### EXERCISE OBJECTIVE:
The answer must be the full listing, retyped exactly.

### LISTED RECORDS:
■ ■ ■ ■ ■

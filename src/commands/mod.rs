mod collections_cmd;
mod config_cmd;
mod inspect_cmd;
mod once_cmd;
mod run_cmd;

pub use collections_cmd::CollectionsCommand;
pub use config_cmd::ConfigCommand;
pub use inspect_cmd::InspectCommand;
pub use once_cmd::OnceCommand;
pub use run_cmd::RunCommand;

use std::sync::Arc;

use clap::ValueEnum;
use tokio_util::sync::CancellationToken;

use docsync::config::Config;
use docsync::db::{connect_sink, RelationalSink, SinkError};
use docsync::retrying::{RetryingSink, RetryingSource};
use docsync::source::{DocumentSource, MongoSource, SourceError};

#[derive(Clone, ValueEnum, Default)]
pub enum OutputFormat {
    #[default]
    Text,
    Json,
}

/// Error type for commands
#[derive(Debug)]
pub enum CommandError {
    Source(SourceError),
    Sink(SinkError),
    /// A strict single cycle finished with failures.
    CycleFailed(usize),
}

impl From<SourceError> for CommandError {
    fn from(e: SourceError) -> Self {
        CommandError::Source(e)
    }
}

impl From<SinkError> for CommandError {
    fn from(e: SinkError) -> Self {
        CommandError::Sink(e)
    }
}

impl std::fmt::Display for CommandError {
    fn fmt(&self, f: &mut std::fmt::Formatter<'_>) -> std::fmt::Result {
        match self {
            CommandError::Source(e) => write!(f, "{}", e),
            CommandError::Sink(e) => write!(f, "{}", e),
            CommandError::CycleFailed(n) => write!(f, "Sync cycle finished with {} failure(s)", n),
        }
    }
}

impl std::error::Error for CommandError {}

/// Source and sink connected from the configuration.
pub struct Stores {
    pub source: Arc<dyn DocumentSource>,
    pub sink: Arc<dyn RelationalSink>,
}

/// Connects both stores, failing fast if either is unreachable.
///
/// Calls after the initial connection are retried on connection errors
/// according to the configured policy.
pub async fn connect(config: &Config, cancel: &CancellationToken) -> Result<Stores, CommandError> {
    let source = MongoSource::connect(
        &config.source_uri.value,
        config.source_database.value.as_deref(),
    )
    .await?;
    let sink = connect_sink(&config.sink_uri.value).await?;

    let policy = config.retry.policy();
    Ok(Stores {
        source: Arc::new(RetryingSource::new(
            Arc::new(source),
            policy.clone(),
            cancel.clone(),
        )),
        sink: Arc::new(RetryingSink::new(sink, policy, cancel.clone())),
    })
}

/// A token cancelled on ctrl-c.
pub fn shutdown_token() -> CancellationToken {
    let token = CancellationToken::new();
    let trigger = token.clone();
    tokio::spawn(async move {
        if tokio::signal::ctrl_c().await.is_ok() {
            tracing::info!("Shutdown requested, finishing current write");
            trigger.cancel();
        }
    });
    token
}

■ ■ ■ ■ ■

### EXERCISE SOLUTION:
filename src/commands/mod.rs
mod collections_cmd;
mod config_cmd;
mod inspect_cmd;
mod once_cmd;
mod run_cmd;

pub use collections_cmd::CollectionsCommand;
pub use config_cmd::ConfigCommand;
pub use inspect_cmd::InspectCommand;
pub use once_cmd::OnceCommand;
pub use run_cmd::RunCommand;

use std::sync::Arc;

use clap::ValueEnum;
use tokio_util::sync::CancellationToken;

use docsync::config::Config;
use docsync::db::{connect_sink, RelationalSink, SinkError};
use docsync::retrying::{RetryingSink, RetryingSource};
use docsync::source::{DocumentSource, MongoSource, SourceError};

#[derive(Clone, ValueEnum, Default)]
pub enum OutputFormat {
    #[default]
    Text,
    Json,
}

/// Error type for commands
#[derive(Debug)]
pub enum CommandError {
    Source(SourceError),
    Sink(SinkError),
    /// A strict single cycle finished with failures.
    CycleFailed(usize),
}

impl From<SourceError> for CommandError {
    fn from(e: SourceError) -> Self {
        CommandError::Source(e)
    }
}

impl From<SinkError> for CommandError {
    fn from(e: SinkError) -> Self {
        CommandError::Sink(e)
    }
}

impl std::fmt::Display for CommandError {
    fn fmt(&self, f: &mut std::fmt::Formatter<'_>) -> std::fmt::Result {
        match self {
            CommandError::Source(e) => write!(f, "{}", e),
            CommandError::Sink(e) => write!(f, "{}", e),
            CommandError::CycleFailed(n) => write!(f, "Sync cycle finished with {} failure(s)", n),
        }
    }
}

impl std::error::Error for CommandError {}

/// Source and sink connected from the configuration.
pub struct Stores {
    pub source: Arc<dyn DocumentSource>,
    pub sink: Arc<dyn RelationalSink>,
}

/// Connects both stores, failing fast if either is unreachable.
///
/// Calls after the initial connection are retried on connection errors
/// according to the configured policy.
pub async fn connect(config: &Config, cancel: &CancellationToken) -> Result<Stores, CommandError> {
    let source = MongoSource::connect(
        &config.source_uri.value,
        config.source_database.value.as_deref(),
    )
    .await?;
    let sink = connect_sink(&config.sink_uri.value).await?;

    let policy = config.retry.policy();
    Ok(Stores {
        source: Arc::new(RetryingSource::new(
            Arc::new(source),
            policy.clone(),
            cancel.clone(),
        )),
        sink: Arc::new(RetryingSink::new(sink, policy, cancel.clone())),
    })
}

/// A token cancelled on ctrl-c.
pub fn shutdown_token() -> CancellationToken {
    let token = CancellationToken::new();
    let trigger = token.clone();
    tokio::spawn(async move {
        if tokio::signal::ctrl_c().await.is_ok() {
            tracing::info!("Shutdown requested, finishing current write");
            trigger.cancel();
        }
    });
    token
}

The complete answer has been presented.